> Action item:
Copy out all the records exactly.

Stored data
//! Statement line extraction
//!
//! Extractors walk the data rows of a detected sheet and turn them into
//! [`LineItem`]s. They are pure apart from polling the cancellation token.

pub mod balance_sheet;
pub mod cash_flow;
pub mod profit_loss;
pub mod rules;

use rust_decimal::Decimal;
use serde::Serialize;
use std::collections::{BTreeMap, HashMap};
use std::fmt;

use crate::cancel::CancellationToken;
use crate::config::ConverterConfig;
use crate::detect::StructureDescriptor;
use crate::error::ConvertError;
use crate::numeric::{Amount, parse_cell, scale_factor};
use crate::reader::{Cell, CellReference, Sheet};
use crate::statement::StatementType;
use crate::warning::{Warning, WarningKind};

pub use rules::{RowRules, StatementRules};

/// Identity of an extracted line within one statement
#[derive(Debug, Clone, PartialEq, Eq, Hash, PartialOrd, Ord, Serialize)]
#[serde(rename_all = "snake_case")]
pub enum ItemKey {
    /// Line code or four-digit account code
    Code(String),
    Label {
        section: String,
        tag: Option<String>,
        label: String,
    },
    Bucket { section: String, bucket: String },
}

impl fmt::Display for ItemKey {
    fn fmt(&self, f: &mut fmt::Formatter<'_>) -> fmt::Result {
        match self {
            ItemKey::Code(code) => write!(f, "code {}", code),
            ItemKey::Label {
                section,
                tag: Some(tag),
                label,
            } => write!(f, "{}/{} '{}'", section, tag, label),
            ItemKey::Label { section, label, .. } => write!(f, "{} '{}'", section, label),
            ItemKey::Bucket { section, bucket } => write!(f, "{}/{}", section, bucket),
        }
    }
}

#[derive(Debug, Clone, PartialEq, Serialize)]
pub struct LineItem {
    pub key: ItemKey,
    pub label: String,
    /// One entry per value column; `None` for blank cells
    pub period_values: Vec<Option<Decimal>>,
    pub is_subheader: bool,
    /// First source row (0-based)
    pub row: u32,
}

impl LineItem {
    pub fn amount(&self, period: usize) -> Decimal {
        self.period_values
            .get(period)
            .copied()
            .flatten()
            .unwrap_or(Decimal::ZERO)
    }

    pub fn has_values(&self) -> bool {
        self.period_values.iter().any(|v| v.is_some())
    }
}

#[derive(Debug, Clone, Copy, Default, PartialEq, Eq, Serialize)]
pub struct RowStats {
    /// Non-empty rows visited
    pub scanned: usize,
    /// Rows that became leaf items
    pub leaves: usize,
    /// Rows merged into another item or dropped
    pub changes: usize,
}

#[derive(Debug, Clone, Default)]
pub struct Extraction {
    pub items: Vec<LineItem>,
    pub warnings: Vec<Warning>,
    pub stats: RowStats,
}

impl Extraction {
    pub fn leaves(&self) -> impl Iterator<Item = &LineItem> {
        self.items.iter().filter(|i| !i.is_subheader)
    }
}

/// Leaf accumulation keeping one item per key
#[derive(Default)]
pub(crate) struct ItemSet {
    extraction: Extraction,
    index: HashMap<ItemKey, usize>,
}

impl ItemSet {
    pub(crate) fn warn(&mut self, warning: Warning) {
        self.extraction.warnings.push(warning);
    }

    pub(crate) fn scanned(&mut self) {
        self.extraction.stats.scanned += 1;
    }

    pub(crate) fn dropped(&mut self) {
        self.extraction.stats.changes += 1;
    }

    /// Register a subheader unless its key is already taken
    pub(crate) fn subheader(&mut self, key: ItemKey, label: &str, row: u32, periods: usize) {
        if self.index.contains_key(&key) {
            return;
        }
        self.insert(LineItem {
            key,
            label: label.to_string(),
            period_values: vec![None; periods],
            is_subheader: true,
            row,
        });
    }

    /// Add a leaf; a repeated key is merged into the first one with a warning.
    /// A subheader holding the same key becomes the leaf.
    pub(crate) fn leaf(&mut self, item: LineItem) {
        self.extraction.stats.leaves += 1;
        match self.index.get(&item.key).copied() {
            Some(existing) if self.extraction.items[existing].is_subheader => {
                self.promote(existing, item)
            }
            Some(existing) => {
                self.warn(
                    Warning::new(
                        WarningKind::DuplicateItem,
                        format!(
                            "{} repeats at row {}, values merged into row {}",
                            item.key,
                            item.row + 1,
                            self.extraction.items[existing].row + 1
                        ),
                    )
                    .at_row(item.row),
                );
                self.merge_into(existing, &item.period_values);
            }
            None => self.insert(item),
        }
    }

    /// Add a leaf whose key is expected to repeat (bucket accumulation)
    pub(crate) fn accumulate(&mut self, item: LineItem) {
        self.extraction.stats.leaves += 1;
        match self.index.get(&item.key).copied() {
            Some(existing) if self.extraction.items[existing].is_subheader => {
                self.promote(existing, item)
            }
            Some(existing) => self.merge_into(existing, &item.period_values),
            None => self.insert(item),
        }
    }

    fn promote(&mut self, existing: usize, item: LineItem) {
        tracing::trace!(row = item.row, key = %item.key, "subheader replaced by leaf");
        self.extraction.stats.changes += 1;
        self.extraction.items[existing] = item;
    }

    fn insert(&mut self, item: LineItem) {
        self.index.insert(item.key.clone(), self.extraction.items.len());
        self.extraction.items.push(item);
    }

    fn merge_into(&mut self, existing: usize, values: &[Option<Decimal>]) {
        self.extraction.stats.changes += 1;
        let target = &mut self.extraction.items[existing].period_values;
        for (slot, value) in target.iter_mut().zip(values) {
            if let Some(v) = value {
                *slot = Some(slot.unwrap_or(Decimal::ZERO).saturating_add(*v));
            }
        }
    }

    pub(crate) fn finish(self) -> Extraction {
        self.extraction
    }
}

/// Per-sheet state shared by the row walks
pub(crate) struct RowWalk<'a> {
    pub sheet: &'a Sheet,
    pub descriptor: &'a StructureDescriptor,
    pub label_col: u32,
    pub rows: BTreeMap<u32, Vec<&'a Cell>>,
    scale: Decimal,
    token: &'a CancellationToken,
    interval: usize,
    visited: usize,
}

> Result for this task:
//! Statement line extraction
//!
//! Extractors walk the data rows of a detected sheet and turn them into
//! [`LineItem`]s. They are pure apart from polling the cancellation token.

pub mod balance_sheet;
pub mod cash_flow;
pub mod profit_loss;
pub mod rules;

use rust_decimal::Decimal;
use serde::Serialize;
use std::collections::{BTreeMap, HashMap};
use std::fmt;

use crate::cancel::CancellationToken;
use crate::config::ConverterConfig;
use crate::detect::StructureDescriptor;
use crate::error::ConvertError;
use crate::numeric::{Amount, parse_cell, scale_factor};
use crate::reader::{Cell, CellReference, Sheet};
use crate::statement::StatementType;
use crate::warning::{Warning, WarningKind};

pub use rules::{RowRules, StatementRules};

/// Identity of an extracted line within one statement
#[derive(Debug, Clone, PartialEq, Eq, Hash, PartialOrd, Ord, Serialize)]
#[serde(rename_all = "snake_case")]
pub enum ItemKey {
    /// Line code or four-digit account code
    Code(String),
    Label {
        section: String,
        tag: Option<String>,
        label: String,
    },
    Bucket { section: String, bucket: String },
}

impl fmt::Display for ItemKey {
    fn fmt(&self, f: &mut fmt::Formatter<'_>) -> fmt::Result {
        match self {
            ItemKey::Code(code) => write!(f, "code {}", code),
            ItemKey::Label {
                section,
                tag: Some(tag),
                label,
            } => write!(f, "{}/{} '{}'", section, tag, label),
            ItemKey::Label { section, label, .. } => write!(f, "{} '{}'", section, label),
            ItemKey::Bucket { section, bucket } => write!(f, "{}/{}", section, bucket),
        }
    }
}

#[derive(Debug, Clone, PartialEq, Serialize)]
pub struct LineItem {
    pub key: ItemKey,
    pub label: String,
    /// One entry per value column; `None` for blank cells
    pub period_values: Vec<Option<Decimal>>,
    pub is_subheader: bool,
    /// First source row (0-based)
    pub row: u32,
}

impl LineItem {
    pub fn amount(&self, period: usize) -> Decimal {
        self.period_values
            .get(period)
            .copied()
            .flatten()
            .unwrap_or(Decimal::ZERO)
    }

    pub fn has_values(&self) -> bool {
        self.period_values.iter().any(|v| v.is_some())
    }
}

#[derive(Debug, Clone, Copy, Default, PartialEq, Eq, Serialize)]
pub struct RowStats {
    /// Non-empty rows visited
    pub scanned: usize,
    /// Rows that became leaf items
    pub leaves: usize,
    /// Rows merged into another item or dropped
    pub changes: usize,
}

#[derive(Debug, Clone, Default)]
pub struct Extraction {
    pub items: Vec<LineItem>,
    pub warnings: Vec<Warning>,
    pub stats: RowStats,
}

impl Extraction {
    pub fn leaves(&self) -> impl Iterator<Item = &LineItem> {
        self.items.iter().filter(|i| !i.is_subheader)
    }
}

/// Leaf accumulation keeping one item per key
#[derive(Default)]
pub(crate) struct ItemSet {
    extraction: Extraction,
    index: HashMap<ItemKey, usize>,
}

impl ItemSet {
    pub(crate) fn warn(&mut self, warning: Warning) {
        self.extraction.warnings.push(warning);
    }

    pub(crate) fn scanned(&mut self) {
        self.extraction.stats.scanned += 1;
    }

    pub(crate) fn dropped(&mut self) {
        self.extraction.stats.changes += 1;
    }

    /// Register a subheader unless its key is already taken
    pub(crate) fn subheader(&mut self, key: ItemKey, label: &str, row: u32, periods: usize) {
        if self.index.contains_key(&key) {
            return;
        }
        self.insert(LineItem {
            key,
            label: label.to_string(),
            period_values: vec![None; periods],
            is_subheader: true,
            row,
        });
    }

    /// Add a leaf; a repeated key is merged into the first one with a warning.
    /// A subheader holding the same key becomes the leaf.
    pub(crate) fn leaf(&mut self, item: LineItem) {
        self.extraction.stats.leaves += 1;
        match self.index.get(&item.key).copied() {
            Some(existing) if self.extraction.items[existing].is_subheader => {
                self.promote(existing, item)
            }
            Some(existing) => {
                self.warn(
                    Warning::new(
                        WarningKind::DuplicateItem,
                        format!(
                            "{} repeats at row {}, values merged into row {}",
                            item.key,
                            item.row + 1,
                            self.extraction.items[existing].row + 1
                        ),
                    )
                    .at_row(item.row),
                );
                self.merge_into(existing, &item.period_values);
            }
            None => self.insert(item),
        }
    }

    /// Add a leaf whose key is expected to repeat (bucket accumulation)
    pub(crate) fn accumulate(&mut self, item: LineItem) {
        self.extraction.stats.leaves += 1;
        match self.index.get(&item.key).copied() {
            Some(existing) if self.extraction.items[existing].is_subheader => {
                self.promote(existing, item)
            }
            Some(existing) => self.merge_into(existing, &item.period_values),
            None => self.insert(item),
        }
    }

    fn promote(&mut self, existing: usize, item: LineItem) {
        tracing::trace!(row = item.row, key = %item.key, "subheader replaced by leaf");
        self.extraction.stats.changes += 1;
        self.extraction.items[existing] = item;
    }

    fn insert(&mut self, item: LineItem) {
        self.index.insert(item.key.clone(), self.extraction.items.len());
        self.extraction.items.push(item);
    }

    fn merge_into(&mut self, existing: usize, values: &[Option<Decimal>]) {
        self.extraction.stats.changes += 1;
        let target = &mut self.extraction.items[existing].period_values;
        for (slot, value) in target.iter_mut().zip(values) {
            if let Some(v) = value {
                *slot = Some(slot.unwrap_or(Decimal::ZERO).saturating_add(*v));
            }
        }
    }

    pub(crate) fn finish(self) -> Extraction {
        self.extraction
    }
}

/// Per-sheet state shared by the row walks
pub(crate) struct RowWalk<'a> {
    pub sheet: &'a Sheet,
    pub descriptor: &'a StructureDescriptor,
    pub label_col: u32,
    pub rows: BTreeMap<u32, Vec<&'a Cell>>,
    scale: Decimal,
    token: &'a CancellationToken,
    interval: usize,
    visited: usize,
}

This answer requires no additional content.